▸ What you have to do: Print exactly the lines from the one containing "let err = handle.await.unwrap().unwrap_err();" through the last line of the listing, both included.

▸ Task inputs:
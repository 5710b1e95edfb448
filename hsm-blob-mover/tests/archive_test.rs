/*
 * Copyright Amazon.com, Inc. or its affiliates. All Rights Reserved.
 * SPDX-License-Identifier: Apache-2.0
 */

#![cfg(target_family = "unix")]


use std::os::unix::fs::MetadataExt;
use std::sync::Arc;
use std::time::{Duration, Instant};

use hsm_blob_mover::error::ErrorKind;
use hsm_blob_mover::metadata::{
    GROUP_KEY, IS_FOLDER_KEY, MOD_TIME_KEY, OWNER_KEY, PERMISSIONS_KEY,
};
use hsm_blob_mover::metrics::Throughput;
use hsm_blob_mover::runtime::pacer::Pacer;
use hsm_blob_mover::store::in_memory::{InMemoryBlobStore, StoreCall};
use hsm_blob_mover::types::{ConcurrencySetting, NamespaceMode};
use test_common::{create_mount, pattern_bytes, set_mode};
use test_utils::{client, config, config_builder, RecordingProgress};
use tokio_util::sync::CancellationToken;

#[tokio::test]
async fn test_archive_replicates_ancestors_then_content() {
    let mount = create_mount(&[("a/b/file.txt", 100)], &[("a", 0o750), ("a/b", 0o700)]);
    set_mode(&mount.path().join("a/b/file.txt"), 0o640);
    let store = Arc::new(InMemoryBlobStore::new());
    let client = client(config(mount.path(), 1024, NamespaceMode::Flat), &store);

    let output = client
        .archive()
        .object_name("a/b/file.txt")
        .send()
        .await
        .unwrap();

    assert_eq!(100, output.bytes_transferred());
    assert_eq!("export1/a/b/file.txt", output.object_key());
    assert_eq!(vec!["export1/a", "export1/a/b"], output.placeholders());
    assert!(!output.is_degraded());
    assert_eq!(
        vec!["export1/a", "export1/a/b", "export1/a/b/file.txt"],
        store.keys()
    );
    // placeholders land before any content request
    assert_eq!(
        vec!["export1/a", "export1/a/b", "export1/a/b/file.txt"],
        store.calls(StoreCall::PutBlob)
    );

    let file_meta = std::fs::metadata(mount.path().join("a/b/file.txt")).unwrap();
    let blob = store.blob("export1/a/b/file.txt").unwrap();
    assert_eq!(&pattern_bytes(100)[..], &blob.data[..]);
    assert_eq!(4, blob.metadata.len());
    assert_eq!("640", blob.metadata[PERMISSIONS_KEY]);
    assert_eq!(file_meta.uid().to_string(), blob.metadata[OWNER_KEY]);
    assert_eq!(file_meta.gid().to_string(), blob.metadata[GROUP_KEY]);
    assert!(!blob.metadata[MOD_TIME_KEY].is_empty());
    assert!(blob.access_control.is_none());

    for (key, mode) in [("export1/a", "750"), ("export1/a/b", "700")] {
        let placeholder = store.blob(key).unwrap();
        assert!(placeholder.data.is_empty());
        assert_eq!(5, placeholder.metadata.len());
        assert_eq!("true", placeholder.metadata[IS_FOLDER_KEY]);
        assert_eq!(mode, placeholder.metadata[PERMISSIONS_KEY]);
    }
    assert!(store.calls(StoreCall::SetAccessControl).is_empty());
    assert!(store.calls(StoreCall::GetAccessControl).is_empty());
}

#[tokio::test]
async fn test_archive_without_ancestors() {
    let mount = create_mount(&[("top.dat", 10)], &[]);
    let store = Arc::new(InMemoryBlobStore::new());
    let client = client(config(mount.path(), 1024, NamespaceMode::Flat), &store);

    let output = client.archive().object_name("top.dat").send().await.unwrap();
    assert!(output.placeholders().is_empty());
    assert_eq!(vec!["export1/top.dat"], store.keys());
}

#[tokio::test]
async fn test_archive_empty_file() {
    let mount = create_mount(&[("d/empty", 0)], &[]);
    let store = Arc::new(InMemoryBlobStore::new());
    let client = client(config(mount.path(), 1024, NamespaceMode::Flat), &store);

    let output = client.archive().object_name("d/empty").send().await.unwrap();
    assert_eq!(0, output.bytes_transferred());
    let blob = store.blob("export1/d/empty").unwrap();
    assert!(blob.data.is_empty());
    assert!(!blob.metadata.contains_key(IS_FOLDER_KEY));
}

#[tokio::test]
async fn test_archive_multiple_blocks() {
    let mount = create_mount(&[("big.bin", 10_000)], &[]);
    let store = Arc::new(InMemoryBlobStore::new());
    let client = client(config(mount.path(), 1024, NamespaceMode::Flat), &store);
    let progress = Arc::new(RecordingProgress::default());

    let output = client
        .archive()
        .object_name("big.bin")
        .progress_listener(progress.clone())
        .send()
        .await
        .unwrap();

    assert_eq!(10_000, output.bytes_transferred());
    assert_eq!(10, store.calls(StoreCall::StageBlock).len());
    assert_eq!(vec!["export1/big.bin"], store.calls(StoreCall::CommitBlockList));
    assert!(store.calls(StoreCall::PutBlob).is_empty());
    assert_eq!(0, store.staged_block_count("export1/big.bin"));

    let blob = store.blob("export1/big.bin").unwrap();
    assert_eq!(&pattern_bytes(10_000)[..], &blob.data[..]);
    assert_eq!(4, blob.metadata.len());

    assert_eq!(10_000, progress.total());
    let ranges = progress.ranges();
    assert_eq!((0, 1024), ranges[0]);
    assert_eq!((9216, 784), ranges[9]);
}

#[tokio::test]
async fn test_archive_hierarchical_namespace() {
    let mount = create_mount(&[("a/b/file.txt", 3000)], &[("a", 0o755), ("a/b", 0o750)]);
    set_mode(&mount.path().join("a/b/file.txt"), 0o640);
    let store = Arc::new(InMemoryBlobStore::hierarchical());
    let client = client(config(mount.path(), 1024, NamespaceMode::Hierarchical), &store);

    let output = client
        .archive()
        .object_name("a/b/file.txt")
        .send()
        .await
        .unwrap();
    assert!(!output.is_degraded());

    let uid = std::fs::metadata(mount.path()).unwrap().uid().to_string();
    let placeholder = store.blob("export1/a/b").unwrap();
    assert_eq!(1, placeholder.metadata.len());
    assert_eq!("true", placeholder.metadata[IS_FOLDER_KEY]);
    let acl = placeholder.access_control.unwrap();
    assert_eq!("user::rwx,group::r-x,other::---", acl.acl());
    assert_eq!(uid, acl.owner());

    let acl = store.blob("export1/a").unwrap().access_control.unwrap();
    assert_eq!("user::rwx,group::r-x,other::r-x", acl.acl());

    // the file keeps its generic metadata and gains an ACL
    let blob = store.blob("export1/a/b/file.txt").unwrap();
    assert_eq!(4, blob.metadata.len());
    assert_eq!(
        "user::rw-,group::r--,other::---",
        blob.access_control.unwrap().acl()
    );
    assert_eq!(
        vec!["export1/a", "export1/a/b", "export1/a/b/file.txt"],
        store.calls(StoreCall::SetAccessControl)
    );
    assert!(store
        .calls(StoreCall::GetAccessControl)
        .contains(&"export1/a/b/file.txt".to_string()));
}

#[tokio::test]
async fn test_rearchive_keeps_existing_acl() {
    let mount = create_mount(&[("f.txt", 10)], &[]);
    let store = Arc::new(InMemoryBlobStore::hierarchical());
    let client = client(config(mount.path(), 1024, NamespaceMode::Hierarchical), &store);

    client.archive().object_name("f.txt").send().await.unwrap();
    let first = store.blob("export1/f.txt").unwrap().access_control;

    set_mode(&mount.path().join("f.txt"), 0o600);
    client.archive().object_name("f.txt").send().await.unwrap();
    assert_eq!(first, store.blob("export1/f.txt").unwrap().access_control);
}

#[tokio::test]
async fn test_placeholder_failure_aborts_before_content() {
    let mount = create_mount(&[("a/b/file.txt", 100)], &[]);
    let store = Arc::new(InMemoryBlobStore::new());
    store.fail_on(StoreCall::PutBlob, "export1/a/b");
    let client = client(config(mount.path(), 1024, NamespaceMode::Flat), &store);

    let err = client
        .archive()
        .object_name("a/b/file.txt")
        .send()
        .await
        .unwrap_err();

    assert_eq!(&ErrorKind::BackendUnavailable, err.kind());
    // the shallower placeholder stays
    assert_eq!(vec!["export1/a"], store.keys());
    assert_eq!(
        vec!["export1/a", "export1/a/b"],
        store.calls(StoreCall::PutBlob)
    );
}

#[tokio::test]
async fn test_directory_acl_failure_is_fatal() {
    let mount = create_mount(&[("a/file.txt", 100)], &[]);
    let store = Arc::new(InMemoryBlobStore::hierarchical());
    store.fail_on(StoreCall::SetAccessControl, "export1/a");
    let client = client(config(mount.path(), 1024, NamespaceMode::Hierarchical), &store);

    let err = client
        .archive()
        .object_name("a/file.txt")
        .send()
        .await
        .unwrap_err();
    assert_eq!(&ErrorKind::BackendUnavailable, err.kind());
    assert!(store.blob("export1/a/file.txt").is_none());
}

#[tokio::test]
async fn test_file_acl_failure_degrades() {
    let mount = create_mount(&[("a/file.txt", 100)], &[]);
    let store = Arc::new(InMemoryBlobStore::hierarchical());
    store.fail_on(StoreCall::SetAccessControl, "export1/a/file.txt");
    let client = client(config(mount.path(), 1024, NamespaceMode::Hierarchical), &store);

    let output = client
        .archive()
        .object_name("a/file.txt")
        .send()
        .await
        .unwrap();

    assert!(output.is_degraded());
    assert_eq!(
        &ErrorKind::BackendUnavailable,
        output.acl_degradation().unwrap().kind()
    );
    assert_eq!(100, output.bytes_transferred());
    let blob = store.blob("export1/a/file.txt").unwrap();
    assert_eq!(&pattern_bytes(100)[..], &blob.data[..]);
}

#[tokio::test]
async fn test_file_acl_lookup_failure_is_fatal() {
    let mount = create_mount(&[("file.txt", 100)], &[]);
    let store = Arc::new(InMemoryBlobStore::hierarchical());
    store.fail_on(StoreCall::GetAccessControl, "export1/file.txt");
    let client = client(config(mount.path(), 1024, NamespaceMode::Hierarchical), &store);

    let err = client
        .archive()
        .object_name("file.txt")
        .send()
        .await
        .unwrap_err();
    assert_eq!(&ErrorKind::BackendUnavailable, err.kind());
    assert!(store.keys().is_empty());
}

#[tokio::test]
async fn test_failed_block_leaves_nothing_committed() {
    let mount = create_mount(&[("big.bin", 8192)], &[]);
    let store = Arc::new(InMemoryBlobStore::new());
    store.fail_all(StoreCall::StageBlock);
    let client = client(config(mount.path(), 1024, NamespaceMode::Flat), &store);

    let err = client
        .archive()
        .object_name("big.bin")
        .send()
        .await
        .unwrap_err();
    assert_eq!(&ErrorKind::BackendUnavailable, err.kind());
    assert!(store.blob("export1/big.bin").is_none());
    assert!(store.calls(StoreCall::CommitBlockList).is_empty());
}

#[tokio::test]
async fn test_missing_source() {
    let mount = create_mount(&[], &[]);
    let store = Arc::new(InMemoryBlobStore::new());
    let client = client(config(mount.path(), 1024, NamespaceMode::Flat), &store);

    let err = client
        .archive()
        .object_name("nope.txt")
        .send()
        .await
        .unwrap_err();
    assert_eq!(&ErrorKind::MetadataUnavailable, err.kind());
    assert!(store.journal().is_empty());
}

#[tokio::test]
async fn test_directory_source_rejected() {
    let mount = create_mount(&[("dir/inner/file", 1)], &[]);
    let store = Arc::new(InMemoryBlobStore::new());
    let client = client(config(mount.path(), 1024, NamespaceMode::Flat), &store);

    let err = client
        .archive()
        .object_name("dir/inner")
        .send()
        .await
        .unwrap_err();
    assert_eq!(&ErrorKind::InputInvalid, err.kind());
    assert!(store.blob("export1/dir/inner").is_none());
}

#[tokio::test]
async fn test_explicit_source_path() {
    let mount = create_mount(&[("a/placeholder-only", 1)], &[]);
    let staging = create_mount(&[("data.bin", 2048)], &[]);
    let store = Arc::new(InMemoryBlobStore::new());
    let client = client(config(mount.path(), 1024, NamespaceMode::Flat), &store);

    let output = client
        .archive()
        .object_name("a/file.bin")
        .source_path(staging.path().join("data.bin"))
        .send()
        .await
        .unwrap();
    assert_eq!(2048, output.bytes_transferred());
    assert_eq!(vec!["export1/a", "export1/a/file.bin"], store.keys());
}

#[tokio::test]
async fn test_escaping_object_name_rejected() {
    let mount = create_mount(&[], &[]);
    let store = Arc::new(InMemoryBlobStore::new());
    let client = client(config(mount.path(), 1024, NamespaceMode::Flat), &store);

    let err = client
        .archive()
        .object_name("../outside.txt")
        .send()
        .await
        .unwrap_err();
    assert_eq!(&ErrorKind::InputInvalid, err.kind());

    let err = client.archive().send().await.unwrap_err();
    assert_eq!(&ErrorKind::InputInvalid, err.kind());
}

#[tokio::test]
async fn test_cancel_mid_upload_commits_nothing() {
    let mount = create_mount(&[("a/big.bin", 8192)], &[]);
    let store = Arc::new(InMemoryBlobStore::new().with_latency(Duration::from_millis(100)));
    let config = config_builder(mount.path(), 1024, NamespaceMode::Flat)
        .parallelism(ConcurrencySetting::Explicit(1))
        .build()
        .unwrap();
    let client = client(config, &store);
    let token = CancellationToken::new();

    let handle = tokio::spawn({
        let client = client.clone();
        let token = token.clone();
        async move {
            client
                .archive()
                .object_name("a/big.bin")
                .cancellation_token(token)
                .send()
                .await
        }
    });

    // placeholder done after ~100ms, then one block per ~100ms
    tokio::time::sleep(Duration::from_millis(250)).await;
    token.cancel();
    let err = handle.await.unwrap().unwrap_err();

    assert_eq!(&ErrorKind::OperationCancelled, err.kind());
    assert_eq!(vec!["export1/a"], store.keys());
    assert!(store.calls(StoreCall::CommitBlockList).is_empty());
    assert!(store.calls(StoreCall::StageBlock).len() < 8);
}

#[tokio::test]
async fn test_cancelled_before_start() {
    let mount = create_mount(&[("a/file.txt", 10)], &[]);
    let store = Arc::new(InMemoryBlobStore::new());
    let client = client(config(mount.path(), 1024, NamespaceMode::Flat), &store);
    let token = CancellationToken::new();
    token.cancel();

    let err = client
        .archive()
        .object_name("a/file.txt")
        .cancellation_token(token)
        .send()
        .await
        .unwrap_err();
    assert_eq!(&ErrorKind::OperationCancelled, err.kind());
    assert!(store.journal().is_empty());
}

#[tokio::test]
async fn test_rate_limit_is_shared_across_operations() {
    let mount = create_mount(&[("one.bin", 32 * 1024), ("two.bin", 32 * 1024)], &[]);
    let store = Arc::new(InMemoryBlobStore::new());
    // the bucket starts with one second of burst, so 64 KiB at 32 KiB/s needs ~1s
    let pacer = Pacer::new(Throughput::new_bytes_per_sec(32 * 1024));
    let config = config_builder(mount.path(), 4096, NamespaceMode::Flat)
        .pacer(pacer)
        .build()
        .unwrap();
    let client = client(config, &store);

    let start = Instant::now();
    let (one, two) = tokio::join!(
        client.archive().object_name("one.bin").send(),
        client.archive().object_name("two.bin").send(),
    );
    let elapsed = start.elapsed();

    assert_eq!(32 * 1024, one.unwrap().bytes_transferred());
    assert_eq!(32 * 1024, two.unwrap().bytes_transferred());
    assert!(
        elapsed >= Duration::from_millis(900),
        "expected throttling, finished in {elapsed:?}"
    );
}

▸ Solution for this task:
    let err = handle.await.unwrap().unwrap_err();

    assert_eq!(&ErrorKind::OperationCancelled, err.kind());
    assert_eq!(vec!["export1/a"], store.keys());
    assert!(store.calls(StoreCall::CommitBlockList).is_empty());
    assert!(store.calls(StoreCall::StageBlock).len() < 8);
}

#[tokio::test]
async fn test_cancelled_before_start() {
    let mount = create_mount(&[("a/file.txt", 10)], &[]);
    let store = Arc::new(InMemoryBlobStore::new());
    let client = client(config(mount.path(), 1024, NamespaceMode::Flat), &store);
    let token = CancellationToken::new();
    token.cancel();

    let err = client
        .archive()
        .object_name("a/file.txt")
        .cancellation_token(token)
        .send()
        .await
        .unwrap_err();
    assert_eq!(&ErrorKind::OperationCancelled, err.kind());
    assert!(store.journal().is_empty());
}

#[tokio::test]
async fn test_rate_limit_is_shared_across_operations() {
    let mount = create_mount(&[("one.bin", 32 * 1024), ("two.bin", 32 * 1024)], &[]);
    let store = Arc::new(InMemoryBlobStore::new());
    // the bucket starts with one second of burst, so 64 KiB at 32 KiB/s needs ~1s
    let pacer = Pacer::new(Throughput::new_bytes_per_sec(32 * 1024));
    let config = config_builder(mount.path(), 4096, NamespaceMode::Flat)
        .pacer(pacer)
        .build()
        .unwrap();
    let client = client(config, &store);

    let start = Instant::now();
    let (one, two) = tokio::join!(
        client.archive().object_name("one.bin").send(),
        client.archive().object_name("two.bin").send(),
    );
    let elapsed = start.elapsed();

    assert_eq!(32 * 1024, one.unwrap().bytes_transferred());
    assert_eq!(32 * 1024, two.unwrap().bytes_transferred());
    assert!(
        elapsed >= Duration::from_millis(900),
        "expected throttling, finished in {elapsed:?}"
    );
}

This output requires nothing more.